> _ASSIGNED TASK_
Filter the entries and keep only the lines where the string "under" appears.

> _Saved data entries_

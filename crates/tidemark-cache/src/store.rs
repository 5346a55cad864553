//! Key-value store abstraction behind the caches.

use async_trait::async_trait;

use tidemark_core::Result;

/// A string key-value store with per-entry TTL.
///
/// Stores report failures as errors; deciding to fail open is the caller's
/// job. Callers must not rely on the store enforcing TTL.
#[async_trait]
pub trait CacheStore: Send + Sync {
    /// Fetch a value; `Ok(None)` when absent.
    async fn get(&self, key: &str) -> Result<Option<String>>;

    /// Write a value with a time-to-live in seconds.
    async fn set(&self, key: &str, value: String, ttl_secs: u64) -> Result<()>;

    /// Remove one key. Removing an absent key is not an error.
    async fn delete(&self, key: &str) -> Result<()>;

    /// Remove every key starting with `prefix`, returning how many went.
    async fn delete_prefix(&self, prefix: &str) -> Result<u64>;

    /// Whether the backend currently answers.
    async fn ping(&self) -> bool;

    /// Short backend name for logs and health output.
    fn backend_name(&self) -> &'static str;
}
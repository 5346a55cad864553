//! Query embedding cache.
//!
//! Embedding a query is the slowest step of a vector search and its output
//! only depends on the text and the model, so vectors are kept for a week.
//! Entries record the model that produced them and when; a lookup under a
//! different model, or past the TTL, is a miss and evicts the stale entry.

use std::sync::Arc;

use chrono::{DateTime, Utc};
use serde::{Deserialize, Serialize};
use sha2::{Digest, Sha256};
use tracing::{debug, warn};

use tidemark_core::defaults::{EMBEDDING_CACHE_PREFIX, TTL_EMBEDDING_SECS};
use tidemark_core::{EmbeddingBackend, Error, Result, Vector};

use crate::stats::{CacheCounters, CacheStats};
use crate::store::CacheStore;

#[derive(Debug, Serialize, Deserialize)]
struct EmbeddingEntry {
    vector: Vec<f32>,
    model: String,
    written_at: DateTime<Utc>,
}

impl EmbeddingEntry {
    /// Older than `ttl_secs` at `now`, whatever TTL the store applied.
    fn is_expired(&self, ttl_secs: u64, now: DateTime<Utc>) -> bool {
        let age = now.signed_duration_since(self.written_at).num_seconds();
        age > i64::try_from(ttl_secs).unwrap_or(i64::MAX)
    }
}

/// Cache of query embeddings over any [`CacheStore`].
#[derive(Clone)]
pub struct EmbeddingCache {
    inner: Arc<EmbeddingCacheInner>,
}

struct EmbeddingCacheInner {
    store: Arc<dyn CacheStore>,
    ttl_secs: u64,
    counters: CacheCounters,
}

impl EmbeddingCache {
    pub fn new(store: Arc<dyn CacheStore>) -> Self {
        Self::with_ttl(store, TTL_EMBEDDING_SECS)
    }

    pub fn with_ttl(store: Arc<dyn CacheStore>, ttl_secs: u64) -> Self {
        Self {
            inner: Arc::new(EmbeddingCacheInner {
                store,
                ttl_secs,
                counters: CacheCounters::default(),
            }),
        }
    }

    /// Key for a text/model pair. Text is trimmed and lowercased first.
    pub fn cache_key(text: &str, model: &str) -> String {
        let mut hasher = Sha256::new();
        hasher.update(text.trim().to_lowercase().as_bytes());
        hasher.update([0u8]);
        hasher.update(model.as_bytes());
        format!("{}{}", EMBEDDING_CACHE_PREFIX, hex::encode(hasher.finalize()))
    }

    /// Cached embedding for `text` produced by `model`.
    pub async fn get(&self, text: &str, model: &str) -> Option<Vector> {
        let key = Self::cache_key(text, model);
        let counters = &self.inner.counters;

        let raw = match self.inner.store.get(&key).await {
            Ok(Some(raw)) => raw,
            Ok(None) => {
                counters.miss();
                return None;
            }
            Err(e) => {
                counters.error();
                counters.miss();
                warn!(cache_key = %key, error = %e, "Embedding cache read failed, treating as miss");
                return None;
            }
        };

        let entry: EmbeddingEntry = match serde_json::from_str(&raw) {
            Ok(entry) => entry,
            Err(e) => {
                counters.error();
                counters.miss();
                warn!(cache_key = %key, error = %e, "Embedding cache entry unreadable");
                return None;
            }
        };

        if entry.model != model {
            counters.miss();
            debug!(
                cache_key = %key,
                cached_model = %entry.model,
                model,
                "Embedding cache model mismatch, evicting"
            );
            self.evict(&key).await;
            return None;
        }

        if entry.is_expired(self.inner.ttl_secs, Utc::now()) {
            counters.miss();
            debug!(
                cache_key = %key,
                written_at = %entry.written_at,
                "Embedding cache entry expired, evicting"
            );
            self.evict(&key).await;
            return None;
        }

        counters.hit();
        debug!(cache_key = %key, model, "Embedding cache HIT");
        Some(Vector::from(entry.vector))
    }

    async fn evict(&self, key: &str) {
        if let Err(e) = self.inner.store.delete(key).await {
            warn!(cache_key = %key, error = %e, "Failed to evict stale embedding");
        }
    }

    /// Store an embedding. Returns whether the write succeeded.
    pub async fn set(&self, text: &str, vector: &Vector, model: &str) -> bool {
        let key = Self::cache_key(text, model);
        let entry = EmbeddingEntry {
            vector: vector.as_slice().to_vec(),
            model: model.to_string(),
            written_at: Utc::now(),
        };

        let serialized = match serde_json::to_string(&entry) {
            Ok(s) => s,
            Err(e) => {
                self.inner.counters.error();
                warn!(cache_key = %key, error = %e, "Embedding cache serialization failed");
                return false;
            }
        };

        match self
            .inner
            .store
            .set(&key, serialized, self.inner.ttl_secs)
            .await
        {
            Ok(()) => {
                self.inner.counters.write();
                true
            }
            Err(e) => {
                self.inner.counters.error();
                warn!(cache_key = %key, error = %e, "Embedding cache write failed");
                false
            }
        }
    }

    /// Cached embedding, or a fresh one from `backend` which is then cached.
    pub async fn get_or_compute(&self, text: &str, backend: &dyn EmbeddingBackend) -> Result<Vector> {
        let model = backend.model_name().to_string();
        if let Some(vector) = self.get(text, &model).await {
            return Ok(vector);
        }

        let mut vectors = backend.embed_texts(&[text.trim().to_string()]).await?;
        let vector = vectors
            .pop()
            .ok_or_else(|| Error::Embedding("Backend returned no embedding".to_string()))?;

        self.set(text, &vector, &model).await;
        Ok(vector)
    }

    pub fn stats(&self) -> CacheStats {
        self.inner.counters.snapshot()
    }
}

#[cfg(test)]
mod tests {
    use super::*;
    use crate::memory_store::MemoryCacheStore;
    use chrono::Duration;
    use tidemark_inference::MockEmbeddingBackend;

    fn cache() -> EmbeddingCache {
        EmbeddingCache::new(Arc::new(MemoryCacheStore::new()))
    }

    #[test]
    fn test_cache_key_normalizes_text() {
        assert_eq!(
            EmbeddingCache::cache_key("  Rust Async ", "m"),
            EmbeddingCache::cache_key("rust async", "m")
        );
        assert_ne!(
            EmbeddingCache::cache_key("rust", "m1"),
            EmbeddingCache::cache_key("rust", "m2")
        );
        assert!(EmbeddingCache::cache_key("rust", "m").starts_with("tm:embed:"));
    }

    #[tokio::test]
    async fn test_get_or_compute_calls_backend_once() {
        let cache = cache();
        let backend = MockEmbeddingBackend::new().with_dimension(4);

        let first = cache.get_or_compute("rust", &backend).await.unwrap();
        let second = cache.get_or_compute(" RUST ", &backend).await.unwrap();

        assert_eq!(first, second);
        assert_eq!(backend.call_count(), 1);
        assert_eq!(cache.stats().hits, 1);
    }

    #[tokio::test]
    async fn test_model_mismatch_is_a_miss_and_evicts() {
        let store = Arc::new(MemoryCacheStore::new());
        let cache = EmbeddingCache::new(store.clone());
        let key = EmbeddingCache::cache_key("rust", "model-b");

        // An entry stored under model-b's key but written by model-a.
        let stale = EmbeddingEntry {
            vector: vec![1.0, 0.0],
            model: "model-a".to_string(),
            written_at: Utc::now(),
        };
        store
            .set(&key, serde_json::to_string(&stale).unwrap(), 60)
            .await
            .unwrap();

        assert!(cache.get("rust", "model-b").await.is_none());
        assert!(store.is_empty().await);
    }

    #[test]
    fn test_entry_expiry_uses_written_at() {
        let now = Utc::now();
        let entry = EmbeddingEntry {
            vector: vec![1.0],
            model: "m".to_string(),
            written_at: now - Duration::seconds(TTL_EMBEDDING_SECS as i64 + 1),
        };
        assert!(entry.is_expired(TTL_EMBEDDING_SECS, now));
        assert!(!entry.is_expired(TTL_EMBEDDING_SECS + 60, now));
    }

    #[tokio::test]
    async fn test_entry_older_than_ttl_is_a_miss_and_evicts() {
        let store = Arc::new(MemoryCacheStore::new());
        let cache = EmbeddingCache::new(store.clone());
        let key = EmbeddingCache::cache_key("rust", "m");

        // Still present in the store, but written eight days ago.
        let old = EmbeddingEntry {
            vector: vec![1.0, 0.0],
            model: "m".to_string(),
            written_at: Utc::now() - Duration::days(8),
        };
        store
            .set(&key, serde_json::to_string(&old).unwrap(), 60)
            .await
            .unwrap();

        assert!(cache.get("rust", "m").await.is_none());
        assert!(store.is_empty().await);
        assert_eq!(cache.stats().misses, 1);
    }

    #[tokio::test]
    async fn test_fresh_entry_is_a_hit() {
        let store = Arc::new(MemoryCacheStore::new());
        let cache = EmbeddingCache::new(store.clone());

        assert!(cache.set("rust", &Vector::from(vec![1.0, 0.0]), "m").await);
        assert_eq!(
            cache.get("rust", "m").await,
            Some(Vector::from(vec![1.0, 0.0]))
        );
    }

    #[tokio::test]
    async fn test_backend_failure_propagates_and_caches_nothing() {
        let store = Arc::new(MemoryCacheStore::new());
        let cache = EmbeddingCache::new(store.clone());
        let backend = MockEmbeddingBackend::new();
        backend.set_failing(true);

        let err = cache.get_or_compute("rust", &backend).await;
        assert!(matches!(err, Err(Error::Embedding(_))));
        assert!(store.is_empty().await);
    }
}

> _SOLUTION FOR THIS PROBLEM_
//! Entries record the model that produced them and when; a lookup under a
        // An entry stored under model-b's key but written by model-a.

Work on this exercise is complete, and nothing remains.